In a pre-Covid world, we might have assumed the best, if you can call a cold or allergies “the best.” In our post-Covid world, we have to do extra work to decipher what’s a cold, what’s the flu, what’s allergies, and what’s a potentially life-threatening virus we can spread to others. That’s not to say these other illnesses can’t be deadly or highly contagious, but simply that we have a whole new understanding of how to recognize and classify symptoms.

The truth is, our Torah has been guiding us on quarantining and recognizing ailments since the very beginning, and it kicks off in this week’s double Torah portion of Tazria-Metzora. The text of these parshiyot tell us of the laws for the purification of our homes and our bodies after disease or death has occurred. The laws remind us that our bodies and our places of residence need to be treated with the utmost respect.

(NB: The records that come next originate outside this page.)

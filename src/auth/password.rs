//! Password hashing and verification using bcrypt

use crate::core::error::{ChatError, Result};

/// Hash a password using bcrypt
pub fn hash_password(password: &str) -> Result<String> {
    bcrypt::hash(password, bcrypt::DEFAULT_COST)
        .map_err(|e| ChatError::InitializationError(format!("Failed to hash password: {}", e)))
}

/// Verify a password against a stored hash
///
/// A malformed digest verifies as false rather than erroring; the caller
/// only ever needs match / no-match.
pub fn verify_password(password: &str, hash: &str) -> bool {
    bcrypt::verify(password, hash).unwrap_or(false)
}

We also have the obligation to help one another maintain healthy lifestyles and support one another when we find ourselves with impurities. 

It’s interesting, in our modern, post-Covid world, to read laws about how we purify ourselves (sanitizer, anyone?) and about quarantines well before modern medicine and our current support systems were in place. What it comes down to is the human connection we feel when we care for one another. Illness doesn’t mean that you’re somehow morally flawed; it means that we have work to do to bring healing. As we read this week’s double portion, we’re reminded just how important it is to be both aware of our own bodies and respectful enough of others to keep our fellow community members safe.